## Problem requirements
A word-for-word copy of the listing that follows is required.
- Opening Delimiter -
//! API-side enforcement of policy decisions.
//!
//! The policy functions in `taskboard-auth` only decide; this is the single
//! place where a deny becomes a 403 and gets logged.

use taskboard_auth::AuthDecision;

use crate::app::errors::ApiError;
use crate::context::PrincipalContext;

/// Turn a decision for `action` into `Ok(())` or a `Forbidden` error.
///
/// Must be called before any mutation.
pub fn enforce(principal: &PrincipalContext, action: &'static str, decision: AuthDecision) -> Result<(), ApiError> {
    decision.into_result().map_err(|reason| {
        let p = principal.principal();
        tracing::info!(
            principal_id = %p.id,
            roles = ?p.roles,
            action,
            reason = %reason,
            "authorization denied"
        );
        ApiError::Forbidden(reason)
    })
}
- Closing Delimiter -
## Answer to this exercise
//! API-side enforcement of policy decisions.
//!
//! The policy functions in `taskboard-auth` only decide; this is the single
//! place where a deny becomes a 403 and gets logged.

use taskboard_auth::AuthDecision;

use crate::app::errors::ApiError;
use crate::context::PrincipalContext;

/// Turn a decision for `action` into `Ok(())` or a `Forbidden` error.
///
/// Must be called before any mutation.
pub fn enforce(principal: &PrincipalContext, action: &'static str, decision: AuthDecision) -> Result<(), ApiError> {
    decision.into_result().map_err(|reason| {
        let p = principal.principal();
        tracing::info!(
            principal_id = %p.id,
            roles = ?p.roles,
            action,
            reason = %reason,
            "authorization denied"
        );
        ApiError::Forbidden(reason)
    })
}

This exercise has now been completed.